Aber sogar die Ansicht des Beschwerdeführers, der Vergleich sei bloß auf nicht vollstreckbare Feststellung gerichtet gewesen, kann die Beschwerde nicht zum Erfolg verhelfen. Zum einen ist unmaßgeblich, ob der im Vergleich geschaffene Titel exekutionsfähig ist oder nicht (vgl. Erkenntnis vom , Zl. 92/16/0158), zum anderen übersieht der Beschwerdeführer nämlich, daß zu den nicht in Geldwert ausgedrückten Streitgegenständen zwar vor allem Feststellungsbegehren gehören, ausgenommen aber Klagen auf Feststellung des Bestehens einer ziffernmäßig bestimmten Forderung (Fasching, aaO, Rz. 265). Der Auffassung des Beschwerdeführers folgend ist im "Vergleich" jedenfalls das Bestehen einer ziffernmäßig bestimmten Forderung festgestellt worden. In einem solchen Fall aber ist für die Bemessung des Streitgegenstandes durch die Parteien kein Raum mehr. Die belangte Behörde hat daher mit Recht den im "Vergleich" genannten Abtretungspreis der Geschäftsanteile der abtretenden Parteien als Bemessungsgrundlage für die Pauschalgebühr herangezogen.

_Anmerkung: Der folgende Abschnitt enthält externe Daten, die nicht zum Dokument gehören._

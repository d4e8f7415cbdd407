//! Command-line interface.

pub mod label;
pub mod output;
pub mod seal;

use std::path::PathBuf;

use clap::{Parser, Subcommand};

use crate::core::config::Config;
use crate::error::Result;

/// Sealant - seal key/value pairs into scope-bound SealedSecret records.
#[derive(Parser, Debug)]
#[command(
    name = "sealant",
    about = "Seal key/value pairs into scope-bound SealedSecret records",
    version
)]
pub struct Cli {
    /// Enable debug logging
    #[arg(short, long, global = true)]
    pub verbose: bool,

    /// Path to sealant.toml
    #[arg(short, long, global = true, env = "SEALANT_CONFIG")]
    pub config: Option<PathBuf>,

    #[command(subcommand)]
    pub command: Command,
}

/// Top-level commands.
#[derive(Subcommand, Debug)]
pub enum Command {
    /// Seal values and print the record as JSON
    Seal(seal::SealArgs),

    /// Show the label and annotations a scope resolves to
    Label(label::LabelArgs),
}

/// Run a parsed command.
///
/// # Errors
///
/// Returns the first error the command hits.
pub fn execute(command: Command, config: Option<PathBuf>) -> Result<()> {
    match command {
        Command::Seal(args) => {
            let config = Config::load(config.as_deref())?;
            seal::execute(args, &config)
        }
        Command::Label(args) => label::execute(args),
    }
}
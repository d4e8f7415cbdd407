//! Tests for `sealant.toml` handling.

use crate::support::*;

fn write_config(t: &Test, extra: &str) {
    let contents = format!(
        "[controller]\npublic_key = \"{}\"\n{}",
        t.key_path().display(),
        extra
    );
    t.write("sealant.toml", &contents);
}

#[test]
fn test_key_from_config_file() {
    let t = Test::new();
    write_config(&t, "");

    let output = t
        .cmd()
        .args(["seal", "-n", NAMESPACE, "--name", SECRET_NAME])
        .write_stdin("a=1")
        .output()
        .unwrap();
    assert_success(&output);
    assert!(record_json(&output)["spec"]["encryptedData"]["a"].is_string());
}

#[test]
fn test_explicit_config_path() {
    let t = Test::new();
    let contents = format!("[controller]\npublic_key = \"{}\"\n", t.key_path().display());
    let path = t.write("custom.toml", &contents);

    let output = t
        .cmd()
        .arg("--config")
        .arg(&path)
        .args(["seal", "-n", NAMESPACE, "--name", SECRET_NAME])
        .write_stdin("a=1")
        .output()
        .unwrap();
    assert_success(&output);
}

#[test]
fn test_missing_explicit_config_fails() {
    let t = Test::new();

    let output = t
        .cmd()
        .args(["--config", "missing.toml", "seal", "-n", NAMESPACE, "--name", SECRET_NAME])
        .write_stdin("a=1")
        .output()
        .unwrap();
    assert_failure(&output);
    assert_stderr_contains(&output, "config file not found");
}

#[test]
fn test_preserve_from_config_file() {
    let t = Test::new();
    write_config(&t, "\n[annotations]\npreserve = [\"owner\"]\n");
    let annotations = t.write("annotations.env", "owner=team-x");

    let output = t
        .cmd()
        .args(["seal", "-n", NAMESPACE, "--name", SECRET_NAME, "--annotations"])
        .arg(&annotations)
        .write_stdin("a=1")
        .output()
        .unwrap();
    assert_success(&output);
    assert_eq!(
        record_json(&output)["metadata"]["annotations"][OWNER_ANNOTATION],
        "team-x"
    );
}

#[test]
fn test_invalid_workers_rejected() {
    let t = Test::new();
    write_config(&t, "\n[sealing]\nworkers = 0\n");

    let output = t
        .cmd()
        .args(["seal", "-n", NAMESPACE, "--name", SECRET_NAME])
        .write_stdin("a=1")
        .output()
        .unwrap();
    assert_failure(&output);
    assert_stderr_contains(&output, "sealing.workers");
}

#[test]
fn test_scope_annotation_in_preserve_rejected() {
    let t = Test::new();
    write_config(
        &t,
        "\n[annotations]\npreserve = [\"sealedsecrets.bitnami.com/cluster-wide\"]\n",
    );

    let output = t
        .cmd()
        .args(["seal", "-n", NAMESPACE, "--name", SECRET_NAME])
        .write_stdin("a=1")
        .output()
        .unwrap();
    assert_failure(&output);
    assert_stderr_contains(&output, "scope annotation");
}
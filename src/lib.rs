//! Sealant - seal plaintext key/value pairs into scope-bound SealedSecret records.
//!
//! # Architecture
//!
//! ```text
//! src/
//! ├── cli/              # Command-line interface
//! │   ├── seal          # Parse, merge, encrypt, print the record
//! │   ├── label         # Show the label and annotations for a scope
//! │   └── output        # Terminal output helpers
//! └── core/             # Core library components
//!     ├── parser        # Key/value text with backtick blocks
//!     ├── scope         # Scope → label and marker annotations
//!     ├── annotations   # Allowlist and annotation merging
//!     ├── cipher/       # Encryption backends
//!     │   ├── mod       # Encryptor trait, label binding
//!     │   ├── hybrid    # RSA-OAEP + AES-256-GCM
//!     │   └── key       # PEM public key parsing
//!     ├── store/        # External collaborators
//!     │   ├── mod       # SecretStore, AnnotationStore, KeySource
//!     │   ├── memory    # In-memory stores
//!     │   └── fs        # PEM file key source
//!     ├── domain/       # SealRequest, SealedRecord
//!     ├── pipeline      # Merge, encrypt, assemble
//!     └── config        # sealant.toml
//! ```
//!
//! # Example
//!
//! ```no_run
//! use std::sync::Arc;
//!
//! use sealant::core::parser;
//! use sealant::core::pipeline::Sealer;
//! use sealant::core::scope::Scope;
//! use sealant::core::store::{MemoryStore, PemFileKeySource};
//! use sealant::core::domain::SealRequest;
//! use tokio_util::sync::CancellationToken;
//!
//! # async fn run() -> sealant::error::Result<()> {
//! let values = parser::parse("DATABASE_URL=postgres://localhost/app")?;
//! let request = SealRequest::new(Scope::Strict, "team-a", "db", values)?;
//!
//! let store = Arc::new(MemoryStore::new());
//! let sealer = Sealer::new(
//!     store.clone(),
//!     store,
//!     Arc::new(PemFileKeySource::new("controller.pem")),
//! );
//! let record = sealer.seal(&request, &CancellationToken::new()).await?;
//! println!("{}", serde_json::to_string_pretty(&record)?);
//! # Ok(())
//! # }
//! ```

pub mod cli;
pub mod core;
pub mod error;
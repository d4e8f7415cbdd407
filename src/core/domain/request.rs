//! Sealing request.
//!
//! A validated `(scope, namespace, name, values)` tuple. Construction is the
//! only place the naming rules are checked, so everything downstream can
//! rely on them.

use std::fmt;

use crate::core::constants::MAX_KEY_LEN;
use crate::core::scope::{Label, Scope};
use crate::core::types::Values;
use crate::error::{Result, ValidationError};

/// What to seal and where it is allowed to be unsealed.
#[derive(Clone, PartialEq, Eq)]
pub struct SealRequest {
    scope: Scope,
    namespace: String,
    secret_name: String,
    values: Values,
}

impl SealRequest {
    /// Build a request, validating names and keys.
    ///
    /// # Errors
    ///
    /// Returns `ValidationError` if the namespace or secret name is empty or
    /// contains `/`, if `values` is empty, or if any key is not a valid
    /// secret data key.
    pub fn new(
        scope: Scope,
        namespace: impl Into<String>,
        secret_name: impl Into<String>,
        values: Values,
    ) -> Result<Self> {
        let namespace = namespace.into();
        let secret_name = secret_name.into();

        validate_name("namespace", &namespace)?;
        validate_name("secret name", &secret_name)?;
        if values.is_empty() {
            return Err(ValidationError::NoValues.into());
        }
        for key in values.keys() {
            validate_key(key)?;
        }

        Ok(Self {
            scope,
            namespace,
            secret_name,
            values,
        })
    }

    pub fn scope(&self) -> Scope {
        self.scope
    }

    pub fn namespace(&self) -> &str {
        &self.namespace
    }

    pub fn secret_name(&self) -> &str {
        &self.secret_name
    }

    /// Freshly submitted plaintext values.
    pub fn values(&self) -> &Values {
        &self.values
    }

    /// Binding label for this request.
    pub fn label(&self) -> Label {
        self.scope.label(&self.namespace, &self.secret_name)
    }
}

// Values are plaintext; only their keys may reach logs.
impl fmt::Debug for SealRequest {
    fn fmt(&self, f: &mut fmt::Formatter<'_>) -> fmt::Result {
        f.debug_struct("SealRequest")
            .field("scope", &self.scope)
            .field("namespace", &self.namespace)
            .field("secret_name", &self.secret_name)
            .field("keys", &self.values.keys().collect::<Vec<_>>())
            .finish()
    }
}

/// Validate a namespace or secret name.
///
/// `/` is rejected because it separates namespace from name in strict
/// labels; allowing it would let `a/b` + `c` collide with `a` + `b/c`.
pub fn validate_name(field: &'static str, value: &str) -> Result<()> {
    if value.trim().is_empty() {
        return Err(ValidationError::EmptyField(field).into());
    }
    if value.contains('/') {
        return Err(ValidationError::InvalidName {
            field,
            value: value.to_string(),
            reason: "must not contain '/'".to_string(),
        }
        .into());
    }
    Ok(())
}

/// Validate a secret data key.
///
/// Keys must be non-empty, at most 253 bytes, and use only
/// alphanumerics, `-`, `_` and `.`.
pub fn validate_key(key: &str) -> Result<()> {
    if key.is_empty() {
        return Err(ValidationError::EmptyField("key").into());
    }
    if key.len() > MAX_KEY_LEN {
        return Err(ValidationError::InvalidKey {
            key: key.to_string(),
            reason: format!("longer than {} bytes", MAX_KEY_LEN),
        }
        .into());
    }
    if let Some((i, ch)) = key
        .chars()
        .enumerate()
        .find(|(_, ch)| !ch.is_ascii_alphanumeric() && !matches!(ch, '-' | '_' | '.'))
    {
        return Err(ValidationError::InvalidKey {
            key: key.to_string(),
            reason: format!(
                "invalid character '{}' at position {}. Only alphanumerics, '-', '_' and '.' are allowed",
                ch,
                i + 1
            ),
        }
        .into());
    }
    Ok(())
}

Der Verwaltungsgerichtshof hat mit Erkenntnis vom , Zl. 844/79, Slg. Nr. 5537/F, u.a. auch ausgesprochen, "daß bei allen Feststellungsklagen gemäß § 56 Abs. 2 JN, gleichgültig ob der Gegenstand des Feststellungsbegehrens eine Geldforderung ist oder nicht, der Wert des Streitgegenstandes nur der ausdrücklichen Bewertungsangabe des Klägers entnommen werden darf". Dieser Entscheidung lag jedoch ein anderer als im Beschwerdefall maßgeblicher Sachverhalt zugrunde; insbesondere enthielt die Klage keine Angaben über den Wert des Interesses der Feststellung. Im übrigen war im damaligen Verfahren das GJGebG anzuwenden und nunmehr ist das GGG Rechtsgrundlage. Es bedarf daher keines verstärkten Senates im Grunde des § 13 Abs. 1 VwGG, weil das Erkenntnis in diesem Beschwerdefall auf Grund eines formell neuen Gesetzes ergeht (Dolp, Die Verwaltungsgerichtsbarkeit3, 162 letzter Absatz).

Der Vollständigkeit halber wird darauf hingewiesen, daß entgegen der Ansicht W. Bruggers (aaO) die Rechtsgebühr durch die Vorschreibung der Gerichtsgebühr nicht "absorbiert" wird (vgl. Erkenntnis vom , Zl. 93/16/0014).

Die Beschwerde war daher gemäß § 42 Abs. 1 VwGG als unbegründet abzuweisen.

Die Kostenentscheidung gründet sich auf die §§ 47 ff VwGG in Verbindung mit der Verordnung BGBl. Nr. 416/1994, insbesondere deren Art. III Abs. 2.